Figure out what the best bedtime is for you, and then commit to going to sleep at that time every night.
2. Get ready for your day tomorrow before relaxing.
If you’re tossing and turning because of all the things to come tomorrow, the only solution is to control all the variables that you can. Quickly go through your to-do list and agenda for tomorrow and see if there’s anything you can do tonight to make tomorrow morning easier.
Want to hit a long run in the morning? Lay out your workout clothes and shoes so that you can easily slip them on. Have a stressful work meeting in the morning? Set up all of your important documents and files so they’re easily accessible even while your brain is just waking up.

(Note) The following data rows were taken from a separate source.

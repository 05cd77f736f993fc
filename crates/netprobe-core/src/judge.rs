//! Regression judge: compares a measured aggregate against a stored
//! baseline and decides pass/regression/insufficient/metadata-mismatch.
//!
//! Never panics and never returns `Err` for a business-logic disagreement —
//! always a structured [`JudgeReport`]. Exit-code mapping is owned by the
//! binary crate (`main.rs`), matching the spec's explicit ownership split.

use crate::aggregator::{Aggregate, AggregateOutcome, RunResult};
use crate::baseline::{Baseline, RunMetadata};

/// Default relative-regression threshold (θ), used unless the caller
/// overrides it.
pub const DEFAULT_THRESHOLD: f64 = 0.10;

#[derive(Debug, Clone, Copy, PartialEq, Eq, Hash)]
pub enum Metric {
    Pps,
    Mbps,
    LatencyP95,
    DropRate,
}

#[derive(Debug, Clone)]
pub struct MetadataMismatch {
    pub field: &'static str,
    pub baseline: String,
    pub current: String,
}

#[derive(Debug, Clone)]
pub enum JudgeOutcome {
    Pass,
    Regression { metrics: Vec<Metric> },
    Insufficient { total_processed: u64 },
    MetadataMismatch { mismatches: Vec<MetadataMismatch> },
}

#[derive(Debug, Clone)]
pub struct JudgeReport {
    pub outcome: JudgeOutcome,
    /// Warn-only metadata drift, always reported regardless of outcome.
    pub warnings: Vec<MetadataMismatch>,
}

/// Must-match metadata fields: any mismatch is fatal (`MetadataMismatch`).
fn check_must_match(baseline: &RunMetadata, current: &RunMetadata) -> Vec<MetadataMismatch> {
    let mut mismatches = Vec::new();
    macro_rules! check {
        ($field:ident, $name:expr) => {
            if baseline.$field != current.$field {
                mismatches.push(MetadataMismatch {
                    field: $name,
                    baseline: format!("{:?}", baseline.$field),
                    current: format!("{:?}", current.$field),
                });
            }
        };
    }
    check!(filter, "filter");
    check!(threads, "threads");
    check!(warmup_sec, "warmup_sec");
    check!(duration_sec, "duration_sec");
    check!(traffic_mode, "traffic_mode");
    check!(traffic_target, "traffic_target");
    check!(traffic_rate, "traffic_rate");
    mismatches
}

/// Warn-only metadata fields: logged, never fatal.
fn check_warn_only(baseline: &RunMetadata, current: &RunMetadata) -> Vec<MetadataMismatch> {
    let mut mismatches = Vec::new();
    macro_rules! check {
        ($field:ident, $name:expr) => {
            if baseline.$field != current.$field {
                mismatches.push(MetadataMismatch {
                    field: $name,
                    baseline: format!("{:?}", baseline.$field),
                    current: format!("{:?}", current.$field),
                });
            }
        };
    }
    check!(interface, "interface");
    check!(os, "os");
    check!(bpf_buffer_size, "bpf_buffer_size");
    check!(git_sha, "git_sha");
    mismatches
}

fn throughput_regressed(current: f64, baseline: f64, theta: f64) -> bool {
    current < baseline * (1.0 - theta)
}

fn latency_regressed(current: f64, baseline: f64, theta: f64) -> bool {
    current > baseline * (1.0 + theta)
}

fn drop_rate_regressed(current: f64, baseline: f64, theta: f64) -> bool {
    if baseline > 0.0 {
        current > baseline * (1.0 + theta)
    } else {
        current > theta
    }
}

/// Per-run regression flags, used by the persistence rule below.
fn regressed_metrics_for_run(run: &RunResult, baseline: &Baseline, theta: f64) -> Vec<Metric> {
    let mut flags = Vec::new();
    if throughput_regressed(run.pps, baseline.packets.rate_pps, theta) {
        flags.push(Metric::Pps);
    }
    if throughput_regressed(run.mbps, baseline.bytes.rate_mbps, theta) {
        flags.push(Metric::Mbps);
    }
    if latency_regressed(run.p95_ns as f64, baseline.latency_ns.p95 as f64, theta) {
        flags.push(Metric::LatencyP95);
    }
    if drop_rate_regressed(run.drop_rate, 0.0, theta) {
        // Baseline carries no stored drop-rate field in the schema; the
        // comparison is against the θ absolute floor per spec.md §4.I.
        flags.push(Metric::DropRate);
    }
    flags
}

/// `ceil(0.6 * runs)`, minimum 1 — a metric must regress in at least this
/// many runs to be declared overall-regressed.
fn persistence_floor(runs: usize) -> usize {
    ((runs as f64 * 0.6).ceil() as usize).max(1)
}

/// Judge a full multi-run measurement against a baseline.
pub fn judge(
    baseline: &Baseline,
    runs: &[RunResult],
    aggregate_outcome: &AggregateOutcome,
    current_metadata: &RunMetadata,
    theta: f64,
) -> JudgeReport {
    let warnings = match &baseline.metadata {
        Some(baseline_meta) => check_warn_only(baseline_meta, current_metadata),
        None => vec![MetadataMismatch {
            field: "metadata",
            baseline: "<absent>".to_string(),
            current: "<present>".to_string(),
        }],
    };

    if let Some(baseline_meta) = &baseline.metadata {
        let fatal = check_must_match(baseline_meta, current_metadata);
        if !fatal.is_empty() {
            return JudgeReport {
                outcome: JudgeOutcome::MetadataMismatch { mismatches: fatal },
                warnings,
            };
        }
    }

    let total_processed = match aggregate_outcome {
        AggregateOutcome::Insufficient { total_processed } => {
            return JudgeReport {
                outcome: JudgeOutcome::Insufficient {
                    total_processed: *total_processed,
                },
                warnings,
            };
        }
        AggregateOutcome::Ok(Aggregate { total_processed, .. }) => *total_processed,
    };
    let _ = total_processed;

    let floor = persistence_floor(runs.len());
    let mut regression_counts: std::collections::HashMap<Metric, usize> =
        std::collections::HashMap::new();
    for run in runs {
        for metric in regressed_metrics_for_run(run, baseline, theta) {
            *regression_counts.entry(metric).or_insert(0) += 1;
        }
    }

    let persistent: Vec<Metric> = regression_counts
        .into_iter()
        .filter(|(_, count)| *count >= floor)
        .map(|(metric, _)| metric)
        .collect();

    let outcome = if persistent.is_empty() {
        JudgeOutcome::Pass
    } else {
        JudgeOutcome::Regression { metrics: persistent }
    };

    JudgeReport { outcome, warnings }
}

#[cfg(test)]
mod tests {
    use super::*;

    fn baseline_with(pps: f64, mbps: f64, p95: u64) -> Baseline {
        let mut b = Baseline::default();
        b.packets.rate_pps = pps;
        b.bytes.rate_mbps = mbps;
        b.latency_ns.p95 = p95;
        b.metadata = Some(RunMetadata::default());
        b
    }

    fn run(pps: f64, mbps: f64, p95_ns: u64) -> RunResult {
        RunResult {
            pps,
            mbps,
            p95_ns,
            processed: 1000,
            elapsed_sec: 1.0,
            drop_rate: 0.0,
        }
    }

    #[test]
    fn pass_when_no_metric_regresses() {
        let baseline = baseline_with(1000.0, 10.0, 5000);
        let runs = vec![run(1000.0, 10.0, 5000); 5];
        let agg = AggregateOutcome::Ok(Aggregate {
            median_pps: 1000.0,
            median_mbps: 10.0,
            median_p95_ns: 5000.0,
            median_drop_rate: 0.0,
            total_processed: 5000,
        });
        let report = judge(&baseline, &runs, &agg, &RunMetadata::default(), DEFAULT_THRESHOLD);
        assert!(matches!(report.outcome, JudgeOutcome::Pass));
    }

    #[test]
    fn regression_requires_persistence_across_k_of_n_runs() {
        let baseline = baseline_with(1000.0, 10.0, 5000);
        // 5 runs, only 2 regress on pps (below 60% persistence floor of 3).
        let mut runs = vec![run(1000.0, 10.0, 5000); 3];
        runs.extend(vec![run(500.0, 10.0, 5000); 2]);
        let agg = AggregateOutcome::Ok(Aggregate {
            median_pps: 1000.0,
            median_mbps: 10.0,
            median_p95_ns: 5000.0,
            median_drop_rate: 0.0,
            total_processed: 5000,
        });
        let report = judge(&baseline, &runs, &agg, &RunMetadata::default(), DEFAULT_THRESHOLD);
        assert!(matches!(report.outcome, JudgeOutcome::Pass));
    }

    #[test]
    fn regression_declared_when_persistent() {
        let baseline = baseline_with(1000.0, 10.0, 5000);
        let runs = vec![run(500.0, 10.0, 5000); 5];
        let agg = AggregateOutcome::Ok(Aggregate {
            median_pps: 500.0,
            median_mbps: 10.0,
            median_p95_ns: 5000.0,
            median_drop_rate: 0.0,
            total_processed: 5000,
        });
        let report = judge(&baseline, &runs, &agg, &RunMetadata::default(), DEFAULT_THRESHOLD);
        match report.outcome {
            JudgeOutcome::Regression { metrics } => assert!(metrics.contains(&Metric::Pps)),
            other => panic!("expected Regression, got {other:?}"),
        }
    }

    #[test]
    fn must_match_mismatch_is_fatal() {
        let baseline = baseline_with(1000.0, 10.0, 5000);
        let mut current = RunMetadata::default();
        current.threads = 8;
        let runs = vec![run(1000.0, 10.0, 5000)];
        let agg = AggregateOutcome::Ok(Aggregate {
            median_pps: 1000.0,
            median_mbps: 10.0,
            median_p95_ns: 5000.0,
            median_drop_rate: 0.0,
            total_processed: 1000,
        });
        let report = judge(&baseline, &runs, &agg, &current, DEFAULT_THRESHOLD);
        assert!(matches!(report.outcome, JudgeOutcome::MetadataMismatch { .. }));
    }

    #[test]
    fn missing_baseline_metadata_warns_but_does_not_fail() {
        let mut baseline = baseline_with(1000.0, 10.0, 5000);
        baseline.metadata = None;
        let runs = vec![run(1000.0, 10.0, 5000)];
        let agg = AggregateOutcome::Ok(Aggregate {
            median_pps: 1000.0,
            median_mbps: 10.0,
            median_p95_ns: 5000.0,
            median_drop_rate: 0.0,
            total_processed: 1000,
        });
        let report = judge(&baseline, &runs, &agg, &RunMetadata::default(), DEFAULT_THRESHOLD);
        assert!(matches!(report.outcome, JudgeOutcome::Pass));
        assert!(!report.warnings.is_empty());
    }

    #[test]
    fn insufficient_sample_short_circuits_regression_check() {
        let baseline = baseline_with(1000.0, 10.0, 5000);
        let runs = vec![run(1.0, 0.01, 5000)];
        let agg = AggregateOutcome::Insufficient { total_processed: 5 };
        let report = judge(&baseline, &runs, &agg, &RunMetadata::default(), DEFAULT_THRESHOLD);
        assert!(matches!(report.outcome, JudgeOutcome::Insufficient { total_processed: 5 }));
    }
}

Preparing for everything you can control before you hit the hay will ensure you’re not rushing around in the morning and give you a little more peace of mind as you’re dozing off. Sleep well knowing that everything you can prepare for tomorrow is already taken care of.
3. Set an alarm.
Along with keeping a consistent bedtime, you should also have a schedule in place for waking up.
This further optimizes your circadian rhythms so that your body becomes accustomed to falling asleep and waking at a certain time.

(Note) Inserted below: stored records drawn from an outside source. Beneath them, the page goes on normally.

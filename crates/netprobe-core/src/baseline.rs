//! On-disk baseline/metrics JSON schema: read, write, and the
//! missing-key-tolerant loader.
//!
//! Grounded in the teacher's `config.rs::ProbeConfig::load` (read, parse,
//! wrap with `anyhow::Context`) and `bench.rs`'s `serde_json::to_string_pretty`
//! write path, adapted from TOML run-config to the JSON metrics snapshot the
//! Baseline schema defines.

use std::fs;
use std::path::Path;

use anyhow::{Context, Result};
use serde::{Deserialize, Serialize};

use crate::metrics::MetricsSnapshot;

#[derive(Debug, Clone, Serialize, Deserialize, Default)]
pub struct PacketCounts {
    #[serde(default)]
    pub captured: u64,
    #[serde(default)]
    pub processed: u64,
    #[serde(default)]
    pub rate_pps: f64,
}

#[derive(Debug, Clone, Serialize, Deserialize, Default)]
pub struct ByteCounts {
    #[serde(default)]
    pub captured: u64,
    #[serde(default)]
    pub processed: u64,
    #[serde(default)]
    pub rate_mbps: f64,
}

#[derive(Debug, Clone, Serialize, Deserialize, Default)]
pub struct ErrorCounts {
    #[serde(default)]
    pub parse_errors: u64,
    #[serde(default)]
    pub checksum_failures: u64,
    #[serde(default)]
    pub queue_drops: u64,
    #[serde(default)]
    pub capture_drops: u64,
}

#[derive(Debug, Clone, Serialize, Deserialize, Default)]
pub struct EthertypeCounts {
    #[serde(default)]
    pub ipv4: u64,
    #[serde(default)]
    pub ipv6: u64,
    #[serde(default)]
    pub arp: u64,
    #[serde(default)]
    pub other: u64,
}

#[derive(Debug, Clone, Serialize, Deserialize, Default)]
pub struct ProtocolCounts {
    #[serde(default)]
    pub tcp: u64,
    #[serde(default)]
    pub udp: u64,
    #[serde(default)]
    pub icmp: u64,
    #[serde(default)]
    pub other: u64,
}

#[derive(Debug, Clone, Serialize, Deserialize, Default)]
pub struct QueueStats {
    #[serde(default)]
    pub depth_max: u32,
}

#[derive(Debug, Clone, Serialize, Deserialize, Default)]
pub struct LatencyStats {
    #[serde(default)]
    pub count: u64,
    #[serde(default)]
    pub sum: u64,
    #[serde(default)]
    pub avg: u64,
    #[serde(default)]
    pub max: u64,
    #[serde(default)]
    pub p50: u64,
    #[serde(default)]
    pub p95: u64,
    #[serde(default)]
    pub p99: u64,
}

/// Must-match vs warn-only classification lives in `judge.rs`; this struct
/// just carries the fields the schema defines.
#[derive(Debug, Clone, Serialize, Deserialize, Default)]
pub struct RunMetadata {
    #[serde(default)]
    pub interface: String,
    #[serde(default)]
    pub filter: String,
    #[serde(default)]
    pub threads: i64,
    #[serde(default)]
    pub bpf_buffer_size: i64,
    #[serde(default)]
    pub duration_sec: i64,
    #[serde(default)]
    pub warmup_sec: i64,
    #[serde(default)]
    pub traffic_mode: String,
    #[serde(default)]
    pub traffic_target: String,
    #[serde(default)]
    pub traffic_rate: i64,
    #[serde(default)]
    pub os: String,
    #[serde(default)]
    pub git_sha: String,
}

fn default_histogram() -> Vec<u64> {
    vec![0; crate::metrics::HISTOGRAM_BUCKETS]
}

#[derive(Debug, Clone, Serialize, Deserialize)]
pub struct Baseline {
    #[serde(default)]
    pub elapsed_sec: f64,
    #[serde(default)]
    pub capture_elapsed_sec: f64,
    #[serde(default)]
    pub packets: PacketCounts,
    #[serde(default)]
    pub bytes: ByteCounts,
    #[serde(default)]
    pub errors: ErrorCounts,
    #[serde(default)]
    pub ethertype: EthertypeCounts,
    #[serde(default)]
    pub protocols: ProtocolCounts,
    #[serde(default)]
    pub queue: QueueStats,
    #[serde(default)]
    pub latency_ns: LatencyStats,
    #[serde(default = "default_histogram")]
    pub latency_histogram: Vec<u64>,
    /// Absent entirely when the file predates metadata — compatibility
    /// checking treats that as "pass with a warning" (see `judge.rs`).
    #[serde(default)]
    pub metadata: Option<RunMetadata>,
}

impl Default for Baseline {
    fn default() -> Self {
        Self {
            elapsed_sec: 0.0,
            capture_elapsed_sec: 0.0,
            packets: PacketCounts::default(),
            bytes: ByteCounts::default(),
            errors: ErrorCounts::default(),
            ethertype: EthertypeCounts::default(),
            protocols: ProtocolCounts::default(),
            queue: QueueStats::default(),
            latency_ns: LatencyStats::default(),
            latency_histogram: default_histogram(),
            metadata: None,
        }
    }
}

impl Baseline {
    /// Build a Baseline directly from a live snapshot plus the run's metadata.
    pub fn from_snapshot(snap: &MetricsSnapshot, metadata: RunMetadata) -> Self {
        let mut histogram = vec![0u64; crate::metrics::HISTOGRAM_BUCKETS];
        histogram.copy_from_slice(&snap.histogram);

        Self {
            elapsed_sec: snap.elapsed_sec,
            capture_elapsed_sec: snap.capture_elapsed_sec,
            packets: PacketCounts {
                captured: snap.pkts_captured,
                processed: snap.pkts_processed,
                rate_pps: snap.rate_pps(),
            },
            bytes: ByteCounts {
                captured: snap.bytes_captured,
                processed: snap.bytes_processed,
                rate_mbps: snap.rate_mbps(),
            },
            errors: ErrorCounts {
                parse_errors: snap.parse_errors,
                checksum_failures: snap.checksum_failures,
                queue_drops: snap.queue_drops,
                capture_drops: snap.capture_drops,
            },
            ethertype: EthertypeCounts {
                ipv4: snap.ether_ipv4,
                ipv6: snap.ether_ipv6,
                arp: snap.ether_arp,
                other: snap.ether_other,
            },
            protocols: ProtocolCounts {
                tcp: snap.proto_tcp,
                udp: snap.proto_udp,
                icmp: snap.proto_icmp,
                other: snap.proto_other,
            },
            queue: QueueStats {
                depth_max: snap.queue_depth_max,
            },
            latency_ns: LatencyStats {
                count: snap.latency_count,
                sum: snap.latency_sum_ns,
                avg: snap.avg_ns(),
                max: snap.latency_max_ns,
                p50: snap.p50_ns(),
                p95: snap.p95_ns(),
                p99: snap.p99_ns(),
            },
            latency_histogram: histogram,
            metadata: Some(metadata),
        }
    }

    /// Recompute `rate_pps`/`rate_mbps` when a loaded file predates them or
    /// wrote zero, per the schema's Loader-tolerance rule.
    fn backfill_rates(&mut self) {
        if self.packets.rate_pps == 0.0 && self.capture_elapsed_sec > 0.0 {
            self.packets.rate_pps = self.packets.processed as f64 / self.capture_elapsed_sec;
        }
        if self.bytes.rate_mbps == 0.0 && self.capture_elapsed_sec > 0.0 {
            self.bytes.rate_mbps =
                (self.bytes.processed as f64 * 8.0) / self.capture_elapsed_sec / 1_000_000.0;
        }
    }

    pub fn load(path: &Path) -> Result<Self> {
        let raw = fs::read_to_string(path)
            .with_context(|| format!("reading baseline file {}", path.display()))?;
        let mut baseline: Baseline = serde_json::from_str(&raw)
            .with_context(|| format!("parsing baseline JSON from {}", path.display()))?;
        baseline.backfill_rates();
        Ok(baseline)
    }

    pub fn save(&self, path: &Path) -> Result<()> {
        let json = serde_json::to_string_pretty(self).context("serializing baseline to JSON")?;
        fs::write(path, json)
            .with_context(|| format!("writing baseline file {}", path.display()))?;
        Ok(())
    }

    /// Render `rate_pps` to 2 decimal places, as the schema's rendering rule
    /// requires (this is formatting only; the stored f64 is unaffected).
    pub fn rate_pps_display(&self) -> String {
        format!("{:.2}", self.packets.rate_pps)
    }

    /// Render `rate_mbps` to 4 decimal places.
    pub fn rate_mbps_display(&self) -> String {
        format!("{:.4}", self.bytes.rate_mbps)
    }
}

#[cfg(test)]
mod tests {
    use super::*;

    #[test]
    fn loader_tolerates_missing_keys() {
        let json = r#"{"packets": {"processed": 1000}, "capture_elapsed_sec": 2.0}"#;
        let mut baseline: Baseline = serde_json::from_str(json).unwrap();
        baseline.backfill_rates();
        assert_eq!(baseline.errors.parse_errors, 0);
        assert_eq!(baseline.latency_histogram.len(), crate::metrics::HISTOGRAM_BUCKETS);
        assert!(baseline.metadata.is_none());
        assert!((baseline.packets.rate_pps - 500.0).abs() < 1e-9);
    }

    #[test]
    fn round_trips_through_json() {
        let snap = MetricsSnapshot {
            elapsed_sec: 1.0,
            capture_elapsed_sec: 1.0,
            pkts_captured: 10,
            pkts_processed: 9,
            bytes_captured: 1400,
            bytes_processed: 1260,
            ..Default::default()
        };
        let baseline = Baseline::from_snapshot(&snap, RunMetadata::default());
        let json = serde_json::to_string(&baseline).unwrap();
        let reloaded: Baseline = serde_json::from_str(&json).unwrap();
        assert_eq!(reloaded.packets.processed, 9);
        assert_eq!(reloaded.bytes.processed, 1260);
    }

    #[test]
    fn rate_display_uses_fixed_decimals() {
        let mut baseline = Baseline::default();
        baseline.packets.rate_pps = 1234.5;
        baseline.bytes.rate_mbps = 12.3;
        assert_eq!(baseline.rate_pps_display(), "1234.50");
        assert_eq!(baseline.rate_mbps_display(), "12.3000");
    }
}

Set your alarm to wake you up at a time when you know you’ve had enough sleep but late enough that you won’t be hitting the snooze button over and over. It’s all about balance.
4. Gentle, purposeful movement.
Some people find that doing some gentle physical activity shortly before bed helps them to relax and doze off.
Practicing some gentle yoga or mindful stretching to let go of the tension of the day and prime your body to sleep can do wonders.
Unless you know you can handle it, avoid doing higher-intensity workouts later at night – the increase in heart rate might keep you awake for longer than you’d like.
5. Wind down for at least an hour.
Set yourself up for sleepy success by dedicating the time directly before bedtime to peace and relaxation. Put on some gentle music or white noise (or ask for complete silence, if that’s what works for you), shut the bedroom door, and spend the hour before you fall asleep focused on being still.
This can help activate your parasympathetic nervous system, responsible for helping your rest and relax.
You can make a cup of calming decaf tea or a glass of warm non-dairy milk if you like to use these as sleep aids. However, make sure to stop eating a couple of hours before you go to bed so you aren’t falling asleep with a full stomach, which can lead to stomach discomfort and a night of interrupted sleep.
6. Stop screen time early.
If you’re having a hard time falling asleep, your screen time might be to blame.
The unnatural blue lighting emitting from your phone or watching TV when it’s close to your bedtime can interrupt your healthy sleep cycles and lead to a less-restful slumber.
In addition, the content itself might also affect your ability to doze off. Watching television shows and consuming the information available on the internet might be causing your mind to go into overdrive at night.
Make your bedroom (at least an hour before bed) a strict no-phone environment, and keep the TV turned off so you can relax and get some well-deserved rest instead.
Meditating is especially helpful if you find that stress is one of the things that keep you awake during the night.
Studies show that meditating can also help reduce cortisol, a hormone that may keep you up at night.
Allowing yourself to reflect purposefully helps you deal with your emotions – your problems might not go away, but with a consistent meditation practice, the way you see and handle them can change for the better and allow you to relax a little more.
Along with a healthy diet and frequent physical activity, sleep is crucial for keeping your mind and body in tip-top condition. It’s not productive to burn the candle at both ends and stay up all night. Shut everything down and rest easy knowing that sleep is one of the best things you can do for your mind and your body.